Sunday, September 07, 2014

How to Care for an Older Hamster

*Chance lived to be 4 years old*

Most Teddy Bear Hamsters (syrians) live between two and three years. While Chinese Dwarf Hamsters live between one and a half to three years. But like people each hamster is an individual and can live for less time or more time, depending on the care and the health of the hamster. If you buy a hamster at a Pet Store or breeder you should always ask how old it is so you will know. Keeping track of your pets age will help you to determine what's wrong and why he may be acting certain ways as he gets older.

An older hamster will often times have bald spots, be less lively and not want to run around as much, and might not clean themselves as much as they did when they were younger. Therefore their fur may look unclean, but that does not mean you should give them a bath. Bathing your hamster should be a last resort as they can become chilled and get sick and it can be stressful for them. If they do get dirty you can wet a paper towel and clean off the dirty part. Most hamsters will then clean themselves where you got them wet.

Many Dwarf hamsters may bite or nip when they are younger and then mellow out as they get older. Sometimes if a hamster lives long past what is considered normal you may have to take special care of it. Some hamsters as they get older have a hard time chewing the seed mixture. This also means they can no longer bite. My hamster still tried to bite me when I handled him but he just had no strength to do so. I have had several hamsters that when they reached an age of three or more were not able to break through the sunflower seed shells or any other hard seeds and would have died of starvation. My Vet told me I could give him canned dog or cat food, baby food and any soft foods that I eat.

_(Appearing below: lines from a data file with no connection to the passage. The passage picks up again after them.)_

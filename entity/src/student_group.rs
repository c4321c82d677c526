use sea_orm::entity::prelude::*;

#[derive(Clone, Debug, PartialEq, Eq, DeriveEntityModel)]
#[sea_orm(table_name = "student_group")]
pub struct Model {
    #[sea_orm(primary_key)]
    pub id: i32,
    #[sea_orm(unique)]
    pub name: String,
    pub location_id: i32,
    pub status_id: i32,
    pub start_date: Option<Date>,
    pub finish_date: Option<Date>,
}

#[derive(Copy, Clone, Debug, EnumIter, DeriveRelation)]
pub enum Relation {
    #[sea_orm(
        belongs_to = "super::location::Entity",
        from = "Column::LocationId",
        to = "super::location::Column::Id",
        on_update = "Cascade",
        on_delete = "Restrict"
    )]
    Location,
    #[sea_orm(
        belongs_to = "super::status::Entity",
        from = "Column::StatusId",
        to = "super::status::Column::Id",
        on_update = "Cascade",
        on_delete = "Restrict"
    )]
    Status,
    #[sea_orm(has_many = "super::group_teacher::Entity")]
    GroupTeacher,
    #[sea_orm(has_many = "super::student::Entity")]
    Student,
    #[sea_orm(has_many = "super::event::Entity")]
    Event,
}

impl Related<super::location::Entity> for Entity {
    fn to() -> RelationDef {
        Relation::Location.def()
    }
}

impl Related<super::status::Entity> for Entity {
    fn to() -> RelationDef {
        Relation::Status.def()
    }
}

impl Related<super::group_teacher::Entity> for Entity {
    fn to() -> RelationDef {
        Relation::GroupTeacher.def()
    }
}

impl Related<super::student::Entity> for Entity {
    fn to() -> RelationDef {
        Relation::Student.def()
    }
}

impl Related<super::event::Entity> for Entity {
    fn to() -> RelationDef {
        Relation::Event.def()
    }
}

impl ActiveModelBehavior for ActiveModel {}
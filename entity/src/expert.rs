use sea_orm::entity::prelude::*;

#[derive(Clone, Debug, PartialEq, Eq, DeriveEntityModel)]
#[sea_orm(table_name = "expert")]
pub struct Model {
    #[sea_orm(primary_key)]
    pub id: i32,
    #[sea_orm(unique)]
    pub expert_name: String,
}

#[derive(Copy, Clone, Debug, EnumIter, DeriveRelation)]
pub enum Relation {
    #[sea_orm(has_many = "super::student::Entity")]
    Student,
}

impl Related<super::student::Entity> for Entity {
    fn to() -> RelationDef {
        Relation::Student.def()
    }
}

impl ActiveModelBehavior for ActiveModel {}
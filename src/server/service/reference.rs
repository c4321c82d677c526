use sea_orm::DatabaseConnection;

use crate::server::{
    data::{
        location::LocationRepository,
        reference::{EnglishLevelRepository, EventTypeRepository, ExpertRepository, StatusRepository},
    },
    error::AppError,
    model::{
        location::Location,
        reference::{EnglishLevel, EventType, Expert, Status},
    },
};

/// Lists the reference data clients choose from.
pub struct ReferenceService<'a> {
    db: &'a DatabaseConnection,
}

impl<'a> ReferenceService<'a> {
    pub fn new(db: &'a DatabaseConnection) -> Self {
        Self { db }
    }

    pub async fn get_locations(&self) -> Result<Vec<Location>, AppError> {
        Ok(LocationRepository::new(self.db).get_all().await?)
    }

    pub async fn get_statuses(&self) -> Result<Vec<Status>, AppError> {
        Ok(StatusRepository::new(self.db).get_all().await?)
    }

    pub async fn get_english_levels(&self) -> Result<Vec<EnglishLevel>, AppError> {
        Ok(EnglishLevelRepository::new(self.db).get_all().await?)
    }

    pub async fn get_experts(&self) -> Result<Vec<Expert>, AppError> {
        Ok(ExpertRepository::new(self.db).get_all().await?)
    }

    pub async fn get_event_types(&self) -> Result<Vec<EventType>, AppError> {
        Ok(EventTypeRepository::new(self.db).get_all().await?)
    }
}
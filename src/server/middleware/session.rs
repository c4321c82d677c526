//! Type-safe session management wrappers.
//!
//! `AuthSession` wraps the tower-sessions `Session` and exposes only the operations
//! concerning the logged-in user, keeping the session key and value type in one place.

use tower_sessions::Session;

use crate::server::error::AppError;

const SESSION_AUTH_USER_ID: &str = "auth:user";

/// Authentication session management.
///
/// Handles storing and retrieving the authenticated user's ID and clearing the
/// session on logout.
pub struct AuthSession<'a> {
    /// The underlying tower-sessions Session instance.
    session: &'a Session,
}

impl<'a> AuthSession<'a> {
    /// Creates a new AuthSession wrapper.
    ///
    /// # Arguments
    /// - `session` - Reference to the tower-sessions Session to wrap
    ///
    /// # Returns
    /// A new AuthSession instance
    pub fn new(session: &'a Session) -> Self {
        Self { session }
    }

    /// Stores the user's ID in the session.
    ///
    /// Called after successful login to establish a logged-in session. The session ID
    /// is cycled first so a session fixed before login cannot be reused.
    ///
    /// # Returns
    /// - `Ok(())` - User ID successfully stored
    /// - `Err(AppError::SessionErr(_))` - Failed to store in session
    pub async fn set_user_id(&self, user_id: i32) -> Result<(), AppError> {
        self.session.cycle_id().await?;
        self.session.insert(SESSION_AUTH_USER_ID, user_id).await?;
        Ok(())
    }

    /// Retrieves the logged-in user's ID from the session.
    ///
    /// # Returns
    /// - `Ok(Some(user_id))` - User is logged in
    /// - `Ok(None)` - No user in session (not logged in)
    /// - `Err(AppError::SessionErr(_))` - Failed to access session
    pub async fn get_user_id(&self) -> Result<Option<i32>, AppError> {
        Ok(self.session.get::<i32>(SESSION_AUTH_USER_ID).await?)
    }

    /// Clears all data from the session.
    ///
    /// Used during logout to remove the authentication state.
    pub async fn clear(&self) {
        self.session.clear().await;
    }
}
use sea_orm::entity::prelude::*;

#[derive(Clone, Debug, PartialEq, Eq, DeriveEntityModel)]
#[sea_orm(table_name = "event")]
pub struct Model {
    #[sea_orm(primary_key)]
    pub id: i32,
    pub group_id: i32,
    pub event_type_id: i32,
    pub date_time: DateTime,
}

#[derive(Copy, Clone, Debug, EnumIter, DeriveRelation)]
pub enum Relation {
    #[sea_orm(
        belongs_to = "super::student_group::Entity",
        from = "Column::GroupId",
        to = "super::student_group::Column::Id",
        on_update = "Cascade",
        on_delete = "Cascade"
    )]
    StudentGroup,
    #[sea_orm(
        belongs_to = "super::event_type::Entity",
        from = "Column::EventTypeId",
        to = "super::event_type::Column::Id",
        on_update = "Cascade",
        on_delete = "Restrict"
    )]
    EventType,
}

impl Related<super::student_group::Entity> for Entity {
    fn to() -> RelationDef {
        Relation::StudentGroup.def()
    }
}

impl Related<super::event_type::Entity> for Entity {
    fn to() -> RelationDef {
        Relation::EventType.def()
    }
}

impl ActiveModelBehavior for ActiveModel {}
use crate::server::{
    data::group::GroupRepository,
    model::group::{GroupRecord, GroupsFilter},
};
use sea_orm::{DbErr, EntityTrait, SqlErr};
use test_utils::{builder::TestBuilder, factory};

mod create;
mod delete;
mod get_by_filter;
mod update;
use super::*;

/// Tests deleting a student reports whether a row was removed.
///
/// Expected: true on the first delete, false on the second
#[tokio::test]
async fn reports_whether_student_existed() -> Result<(), DbErr> {
    let test = TestBuilder::new().with_group_tables().build().await.unwrap();
    let db = test.db.as_ref().unwrap();

    let (_, student) = factory::helpers::create_student_with_dependencies(db).await?;

    let repo = StudentRepository::new(db);

    assert!(repo.delete(student.id).await?);
    assert!(!repo.delete(student.id).await?);
    assert!(repo.find_by_id(student.id).await?.is_none());

    Ok(())
}
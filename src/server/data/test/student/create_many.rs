use super::*;

/// Tests inserting a batch of students.
///
/// Verifies that students come back hydrated with group name, level and expert and
/// in the order they were given.
///
/// Expected: Ok with both students in input order
#[tokio::test]
async fn inserts_batch_in_order() -> Result<(), DbErr> {
    let test = TestBuilder::new().with_group_tables().build().await.unwrap();
    let db = test.db.as_ref().unwrap();

    let (_, _, group) = factory::helpers::create_group_with_dependencies(db).await?;
    let level = factory::english_level::create_english_level_named(db, "B2").await?;
    let expert = factory::expert::create_expert_named(db, "Olena").await?;

    let mut second = record(group.id, level.id, expert.id, "Taras");
    second.entry_score = Some(87.5);
    second.incoming_test = Some(true);

    let students = StudentRepository::new(db)
        .create_many(vec![record(group.id, level.id, expert.id, "Lesya"), second])
        .await?;

    assert_eq!(students.len(), 2);
    assert_eq!(students[0].first_name, "Lesya");
    assert_eq!(students[1].first_name, "Taras");
    assert_eq!(students[1].entry_score, Some(87.5));
    assert_eq!(students[1].incoming_test, Some(true));
    assert_eq!(students[0].group_name, group.name);
    assert_eq!(students[0].english_level.name, "B2");
    assert_eq!(students[0].expert.expert_name, "Olena");

    Ok(())
}

/// Tests that a failing row rolls back the whole batch.
///
/// Verifies that when the second record references a missing English level the
/// first record is not stored either.
///
/// Expected: Err and no students stored
#[tokio::test]
async fn rolls_back_batch_on_failure() -> Result<(), DbErr> {
    let test = TestBuilder::new().with_group_tables().build().await.unwrap();
    let db = test.db.as_ref().unwrap();

    let (_, _, group) = factory::helpers::create_group_with_dependencies(db).await?;
    let level = factory::create_english_level(db).await?;
    let expert = factory::create_expert(db).await?;

    let result = StudentRepository::new(db)
        .create_many(vec![
            record(group.id, level.id, expert.id, "Lesya"),
            record(group.id, 9999, expert.id, "Taras"),
        ])
        .await;

    assert!(result.is_err());
    assert!(entity::prelude::Student::find().all(db).await?.is_empty());

    Ok(())
}
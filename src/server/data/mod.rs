//! Database repository layer for all domain entities.
//!
//! This module contains repository structs that handle database operations (CRUD) for each
//! domain in the application. Repositories use SeaORM entity models internally and return
//! domain models to maintain separation between the data layer and business logic layer.
//! All database queries, inserts, updates, and deletes are performed through these repositories.

pub mod condition;
pub mod event;
pub mod group;
pub mod location;
pub mod reference;
pub mod student;
pub mod user;

#[cfg(test)]
mod test;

The Dwarf hamster I had was four years old and didn't like the cat food, but loved Mighty Dog canned Dog Food. I also fed him soft human foods. For six months I took him out of his cage at least six times a day and fed him. You could feed your hamster right in the cage but it's easier to take them out and let them take what they want, pouch a little for later and have some out with you. That way their cage won't have old food spoiling in it either. I always left him a little food in the cage to snack on if he got hungry though and just cleaned it out and put more in several times a day that way none of it spoiled.

With an older hamster you should also move them to a single story cage and make sure the water bottle in down low enough so that they don't have to climb to get a drink. In a large cage that has tubes to climb in, an older hamster may not have the strength to climb in order to reach the water bottle. They may also fall down the tubes and hurt themselves because as they get older they lose a lot of their strength. So it's best to remove all tubes and just have one level in the cage with a couple of small houses for him to hide and sleep in.

You may have to take your older hamster to the Veterinarian's office and have him put to sleep if it looks like he is too weak to walk around or eat anything or seems like he is in pain. I took Chance to the Vet's office twice the year this picture was taken, but she told me as long as he is still eating, can walk around and seems healthy there's no need to euthanize. But it is a huge undertaking and not one to be taken lightly. I had Chance with me pretty much all the time and for 6 months he required a lot of care, which I was happy to do. 

 When deciding whether or not to buy a small pet you should consider what you would do if a hamster you bought needed this type of care when they got older. Are you willing to put this type of time into taking care of your hamster? If the answer is no, then maybe you shouldn't get one.